Director Riley doesn’t just lean on the tapes — he gingerly navigates the story, making deliberate and specific choices about when to go back to Brando’s troubled childhood, intercutting the narration with interview snippets that underscore the dialogue between his words and his private thoughts. And the clips from Brando’s work aren’t just the typical “greatest hits” reel; they act as counterpoint and dramatization. (The most ingenious example: the physical brawls in Mutiny on the Bounty are used to illustrate his descriptions of fights with that film’s director and studio — and with authority figures in general.)

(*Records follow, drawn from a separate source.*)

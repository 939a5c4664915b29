//! # 直方图 CSV 解析器
//!
//! 读取从 ROOT 文件导出的不变质量直方图。
//!
//! ## 格式说明
//! 长表格式，一个文件包含多个直方图，按直方图名分组：
//! ```text
//! histogram,bin_center,count
//! strangeness_tutorial/Lambda/hMassLambdaPt1,1.05037,48
//! strangeness_tutorial/Lambda/hMassLambdaPt1,1.05112,52
//! ...
//! ```
//!
//! 单直方图格式，直方图名由调用方给出（通常是文件的相对路径）：
//! ```text
//! bin_center,count
//! 1.05037,48
//! ...
//! ```
//!
//! 以 `#` 开头的行视为注释。解析只做到 `RawHistogram` 为止：
//! 数值错误和分 bin 问题记在对应直方图上，直到真正用到它 (`build`) 时才报错，
//! 同一文件中无关的直方图（如单 bin 的事例计数器）不影响其他直方图。
//!
//! ## 依赖关系
//! - 被 `parsers/archive.rs` 使用
//! - 使用 `models/histogram.rs`
//! - 使用 `csv` + `serde` 反序列化记录

use crate::error::{Result, YieldError};
use crate::models::MassHistogram;

use serde::Deserialize;
use std::collections::HashMap;
use std::fs;
use std::path::Path;

const TABLE_FORMAT: &str = "histogram table";
const SINGLE_FORMAT: &str = "histogram CSV";

const TABLE_COLUMNS: [&str; 3] = ["histogram", "bin_center", "count"];
const SINGLE_COLUMNS: [&str; 2] = ["bin_center", "count"];

#[derive(Debug, Deserialize)]
struct TableRow {
    histogram: String,
    #[serde(deserialize_with = "csv::invalid_option")]
    bin_center: Option<f64>,
    #[serde(deserialize_with = "csv::invalid_option")]
    count: Option<f64>,
}

#[derive(Debug, Deserialize)]
struct BinRow {
    #[serde(deserialize_with = "csv::invalid_option")]
    bin_center: Option<f64>,
    #[serde(deserialize_with = "csv::invalid_option")]
    count: Option<f64>,
}

/// 尚未校验的直方图：名字和按文件顺序的 (中心, 计数) 行
#[derive(Debug, Clone, PartialEq)]
pub struct RawHistogram {
    name: String,
    bins: Vec<(f64, f64)>,
    /// 第一处无法解析的行
    defect: Option<String>,
}

impl RawHistogram {
    fn new(name: impl Into<String>) -> Self {
        RawHistogram {
            name: name.into(),
            bins: Vec::new(),
            defect: None,
        }
    }

    fn push(&mut self, record: usize, center: Option<f64>, count: Option<f64>) {
        match (center, count) {
            (Some(c), Some(n)) => self.bins.push((c, n)),
            _ => {
                self.defect.get_or_insert_with(|| {
                    format!("record {}: bin_center and count must be numbers", record)
                });
            }
        }
    }

    pub fn name(&self) -> &str {
        &self.name
    }

    /// 按中心排序后构造并校验 `MassHistogram`
    pub fn build(&self) -> Result<MassHistogram> {
        if let Some(reason) = &self.defect {
            return Err(YieldError::InvalidHistogram {
                name: self.name.clone(),
                reason: reason.clone(),
            });
        }
        let mut bins = self.bins.clone();
        bins.sort_by(|a, b| a.0.total_cmp(&b.0));
        let (centers, counts) = bins.into_iter().unzip();
        MassHistogram::new(self.name.clone(), centers, counts)
    }
}

/// 解析长表格式文件
pub fn parse_histogram_table_file(path: &Path) -> Result<Vec<RawHistogram>> {
    let content = read_file(path)?;
    parse_table(&content, &path.display().to_string())
}

/// 从字符串内容解析长表格式，按首次出现的顺序返回直方图
#[cfg(test)]
pub fn parse_histogram_table_content(content: &str) -> Result<Vec<RawHistogram>> {
    parse_table(content, "<content>")
}

/// 解析单直方图文件；表头不是 `bin_center,count` 时返回 `None`
pub fn parse_histogram_csv_file(path: &Path, name: &str) -> Result<Option<RawHistogram>> {
    let content = read_file(path)?;
    if !is_histogram_csv(&content) {
        return Ok(None);
    }
    parse_single(&content, name, &path.display().to_string()).map(Some)
}

/// 从字符串内容解析单直方图
#[cfg(test)]
pub fn parse_histogram_csv_content(content: &str, name: &str) -> Result<RawHistogram> {
    parse_single(content, name, "<content>")
}

/// 表头是否恰好为 `bin_center,count`
pub fn is_histogram_csv(content: &str) -> bool {
    match reader(content).headers() {
        Ok(headers) => headers.iter().eq(SINGLE_COLUMNS.iter().copied()),
        Err(_) => false,
    }
}

fn read_file(path: &Path) -> Result<String> {
    fs::read_to_string(path).map_err(|e| YieldError::FileReadError {
        path: path.display().to_string(),
        source: e,
    })
}

fn reader(content: &str) -> csv::Reader<&[u8]> {
    csv::ReaderBuilder::new()
        .trim(csv::Trim::All)
        .comment(Some(b'#'))
        .from_reader(content.as_bytes())
}

/// 检查表头包含全部必需列
fn check_columns(rdr: &mut csv::Reader<&[u8]>, columns: &[&str]) -> std::result::Result<(), String> {
    let headers = rdr.headers().map_err(|e| e.to_string())?;
    match columns.iter().find(|c| !headers.iter().any(|h| h == **c)) {
        Some(missing) => Err(format!("missing column '{}'", missing)),
        None => Ok(()),
    }
}

fn parse_table(content: &str, source: &str) -> Result<Vec<RawHistogram>> {
    let parse_error = |reason: String| YieldError::ParseError {
        format: TABLE_FORMAT.to_string(),
        path: source.to_string(),
        reason,
    };

    let mut rdr = reader(content);
    check_columns(&mut rdr, &TABLE_COLUMNS).map_err(&parse_error)?;

    // 保持首次出现顺序
    let mut histograms: Vec<RawHistogram> = Vec::new();
    let mut index: HashMap<String, usize> = HashMap::new();

    for (i, record) in rdr.deserialize::<TableRow>().enumerate() {
        let row = record.map_err(|e| parse_error(format!("record {}: {}", i + 1, e)))?;
        let name = row.histogram.trim_matches('/');
        if name.is_empty() {
            return Err(parse_error(format!("record {}: empty histogram name", i + 1)));
        }
        let slot = *index.entry(name.to_string()).or_insert_with(|| {
            histograms.push(RawHistogram::new(name));
            histograms.len() - 1
        });
        histograms[slot].push(i + 1, row.bin_center, row.count);
    }

    if histograms.is_empty() {
        return Err(parse_error("no histogram rows".to_string()));
    }

    Ok(histograms)
}

fn parse_single(content: &str, name: &str, source: &str) -> Result<RawHistogram> {
    let parse_error = |reason: String| YieldError::ParseError {
        format: SINGLE_FORMAT.to_string(),
        path: source.to_string(),
        reason,
    };

    let mut rdr = reader(content);
    check_columns(&mut rdr, &SINGLE_COLUMNS).map_err(&parse_error)?;

    let mut hist = RawHistogram::new(name);
    for (i, record) in rdr.deserialize::<BinRow>().enumerate() {
        let row = record.map_err(|e| parse_error(format!("record {}: {}", i + 1, e)))?;
        hist.push(i + 1, row.bin_center, row.count);
    }

    if hist.bins.is_empty() && hist.defect.is_none() {
        return Err(parse_error("no bin rows".to_string()));
    }

    Ok(hist)
}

The single voice of authority has its drawbacks, of course; Brando’s claim that “I rewrote the entire script of Apocalypse Now” runs contrary to pretty much all the information available about one of the most documented movies of all time, and no one’s on hand to counter it. (That said, Riley chose to include it — perhaps knowing the value of letting such a gross over-exaggeration stand.) But the style creates something of greater value: a hypnotically intimate work that leaves the viewer feeling as though we know the person rather than the actor or the legend.
Brando’s daughter walked out of its first Sundance screening because “I was overwhelmed with emotion… it was as though Steven Riley, the director, had brought my dad back from the grave, from the afterlife.” Rebecca Brando acknowledges that no film, or biography, or even autobiography can fully capture any person in all their complexity. But Listen to Me Marlon left her with “a sense of relief that he was finally — they captured the man, the person I knew. And he wasn’t this rebellious person who just tried to make things difficult for people on stage and he wasn’t this argumentative person. They captured the side of my father who was out to always help the underdog, to help the vulnerable, and although he had this traumatic event happen in our lives, he prevailed and continued to be a father, he continued to make movies, he continued to try to fight for the underdog, and he continued his human activism.” He was a brilliant, talented, complicated man — and Listen to Me Marlon is a film worthy of its subject.
Listen to Me Marlon is out today in New York. It will appear in more markets next month and will air on Showtime later this year.